-- What you have to do --
In the listing below, every line with the word "impl" needs to be copied.
START Data records
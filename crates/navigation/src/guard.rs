//! Route guard: may this identity enter this path?
//!
//! Ordered, short-circuiting checks; the first failure decides:
//! 1. authentication (redirect to login, remembering the requested path)
//! 2. explicit required permissions (all must be held)
//! 3. explicit required route key (must be in the accessible-route overlay)
//! 4. route key derived from the path (only when an overlay is configured)
//!
//! The guard is a pure function of its inputs. Navigating is the caller's job.

use std::sync::Arc;

use serde::Serialize;

use navgate_auth::{IdentityContext, PermissionKey};
use navgate_core::RouteKey;

use crate::registry::RouteRegistry;

/// Static requirements a call site attaches to a guarded route.
#[derive(Debug, Clone, Default, PartialEq, Eq)]
pub struct RouteRequirements {
    pub permissions: Vec<PermissionKey>,
    pub route_key: Option<RouteKey>,
}

impl RouteRequirements {
    pub fn none() -> Self {
        Self::default()
    }

    pub fn permission(mut self, key: PermissionKey) -> Self {
        self.permissions.push(key);
        self
    }

    pub fn route_key(mut self, key: RouteKey) -> Self {
        self.route_key = Some(key);
        self
    }
}

#[derive(Debug, Clone, PartialEq, Eq, Serialize)]
#[serde(tag = "decision", rename_all = "camelCase")]
pub enum AccessDecision {
    Allow,
    Redirect {
        to: String,
        /// Requested path to come back to after login.
        #[serde(skip_serializing_if = "Option::is_none")]
        from: Option<String>,
    },
    Forbidden { reason: ForbiddenReason },
}

#[derive(Debug, Clone, PartialEq, Eq, Serialize)]
#[serde(tag = "kind", rename_all = "camelCase", rename_all_fields = "camelCase")]
pub enum ForbiddenReason {
    MissingPermissions {
        required: Vec<PermissionKey>,
        missing: Vec<PermissionKey>,
    },
    RouteKey { route_key: RouteKey },
}

impl AccessDecision {
    pub fn is_allowed(&self) -> bool {
        matches!(self, AccessDecision::Allow)
    }
}

#[derive(Debug, Clone)]
pub struct RouteGuard {
    registry: Arc<RouteRegistry>,
    login_path: String,
}

impl RouteGuard {
    pub fn new(registry: Arc<RouteRegistry>, login_path: impl Into<String>) -> Self {
        Self {
            registry,
            login_path: login_path.into(),
        }
    }

    pub fn login_path(&self) -> &str {
        &self.login_path
    }

    /// Decide with no call-site requirements.
    pub fn check_path(&self, path: &str, identity: Option<&IdentityContext>) -> AccessDecision {
        self.check(path, identity, &RouteRequirements::none())
    }

    pub fn check(
        &self,
        path: &str,
        identity: Option<&IdentityContext>,
        requirements: &RouteRequirements,
    ) -> AccessDecision {
        let Some(identity) = identity else {
            tracing::debug!(path, "unauthenticated; redirecting to login");
            return AccessDecision::Redirect {
                to: self.login_path.clone(),
                from: Some(path.to_string()),
            };
        };

        if !identity.has_all_permissions(&requirements.permissions) {
            let missing: Vec<PermissionKey> = requirements
                .permissions
                .iter()
                .filter(|k| !identity.has_permission(k))
                .cloned()
                .collect();
            tracing::debug!(path, missing = missing.len(), "forbidden: missing permissions");
            return AccessDecision::Forbidden {
                reason: ForbiddenReason::MissingPermissions {
                    required: requirements.permissions.clone(),
                    missing,
                },
            };
        }

        if let Some(key) = &requirements.route_key {
            if !identity.can_access_route(key) {
                tracing::debug!(path, route_key = %key, "forbidden: required route key not accessible");
                return AccessDecision::Forbidden {
                    reason: ForbiddenReason::RouteKey {
                        route_key: key.clone(),
                    },
                };
            }
        }

        if identity.has_route_policy() {
            if let Some(key) = self.registry.route_key_of(path) {
                if !identity.can_access_route(key) {
                    tracing::debug!(path, route_key = %key, "forbidden: route key not accessible");
                    return AccessDecision::Forbidden {
                        reason: ForbiddenReason::RouteKey {
                            route_key: key.clone(),
                        },
                    };
                }
            }
        }

        AccessDecision::Allow
    }
}

#[cfg(test)]
mod tests {
    use super::*;
    use crate::registry::RouteDeclaration;
    use proptest::prelude::*;

    fn key(s: &str) -> RouteKey {
        RouteKey::parse(s).unwrap()
    }

    fn guard() -> RouteGuard {
        let registry = RouteRegistry::from_declarations(&[
            RouteDeclaration::route(key("dashboard"), "/dashboard"),
            RouteDeclaration::route(key("users"), "/users"),
            RouteDeclaration::route(key("reports"), "/reports"),
        ])
        .unwrap();
        RouteGuard::new(Arc::new(registry), "/login")
    }

    const USERS_EDIT: PermissionKey = PermissionKey::from_static("users:edit");

    #[test]
    fn unauthenticated_is_redirected_to_login_with_return_path() {
        assert_eq!(
            guard().check_path("/reports", None),
            AccessDecision::Redirect {
                to: "/login".to_string(),
                from: Some("/reports".to_string()),
            }
        );
    }

    #[test]
    fn missing_explicit_permissions_are_reported() {
        let identity = IdentityContext::builder()
            .permission(PermissionKey::from_static("users:view"))
            .build();
        let requirements = RouteRequirements::none()
            .permission(PermissionKey::from_static("users:view"))
            .permission(USERS_EDIT);

        assert_eq!(
            guard().check("/users", Some(&identity), &requirements),
            AccessDecision::Forbidden {
                reason: ForbiddenReason::MissingPermissions {
                    required: vec![PermissionKey::from_static("users:view"), USERS_EDIT],
                    missing: vec![USERS_EDIT],
                },
            }
        );
    }

    #[test]
    fn explicit_route_key_must_be_accessible() {
        let identity = IdentityContext::builder().accessible_route(key("dashboard")).build();
        let requirements = RouteRequirements::none().route_key(key("users"));

        assert_eq!(
            guard().check("/anything", Some(&identity), &requirements),
            AccessDecision::Forbidden {
                reason: ForbiddenReason::RouteKey { route_key: key("users") },
            }
        );
    }

    #[test]
    fn path_derived_route_key_outside_overlay_is_forbidden() {
        let identity = IdentityContext::builder().accessible_route(key("dashboard")).build();

        assert_eq!(
            guard().check_path("/reports", Some(&identity)),
            AccessDecision::Forbidden {
                reason: ForbiddenReason::RouteKey { route_key: key("reports") },
            }
        );
        assert!(guard().check_path("/dashboard", Some(&identity)).is_allowed());
        assert!(guard().check_path("/unmapped", Some(&identity)).is_allowed());
    }

    #[test]
    fn permission_check_runs_before_route_checks() {
        let identity = IdentityContext::builder().accessible_route(key("dashboard")).build();
        let requirements = RouteRequirements::none().permission(USERS_EDIT);

        let decision = guard().check("/reports", Some(&identity), &requirements);
        assert!(matches!(
            decision,
            AccessDecision::Forbidden {
                reason: ForbiddenReason::MissingPermissions { .. }
            }
        ));
    }

    #[test]
    fn decisions_serialize_with_tags() {
        let decision = AccessDecision::Forbidden {
            reason: ForbiddenReason::RouteKey { route_key: key("reports") },
        };
        let json = serde_json::to_value(&decision).unwrap();
        assert_eq!(
            json,
            serde_json::json!({
                "decision": "forbidden",
                "reason": { "kind": "routeKey", "routeKey": "reports" }
            })
        );
    }

    proptest! {
        /// Property: no identity always means a login redirect.
        #[test]
        fn unauthenticated_always_redirects(
            path in "/[a-z]{0,8}(/[a-z0-9]{1,4}){0,3}",
            perms in prop::collection::vec("[a-z]{1,5}:[a-z]{1,5}", 0..3),
            route in prop::option::of("[a-z]{1,8}"),
        ) {
            let mut requirements = RouteRequirements::none();
            for p in perms {
                requirements = requirements.permission(PermissionKey::parse(p).unwrap());
            }
            if let Some(r) = route {
                requirements = requirements.route_key(key(&r));
            }

            let decision = guard().check(&path, None, &requirements);
            prop_assert_eq!(decision, AccessDecision::Redirect { to: "/login".to_string(), from: Some(path.clone()) });
        }

        /// Property: an empty overlay never denies on the path-derived check.
        #[test]
        fn empty_overlay_never_denies_by_path(path in "/[a-z]{0,8}(/[a-z0-9]{1,4}){0,3}") {
            let identity = IdentityContext::default();
            prop_assert!(guard().check_path(&path, Some(&identity)).is_allowed());
        }
    }
}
END Data records
-- Solution for this problem --
impl RouteRequirements {
impl AccessDecision {
impl RouteGuard {
    pub fn new(registry: Arc<RouteRegistry>, login_path: impl Into<String>) -> Self {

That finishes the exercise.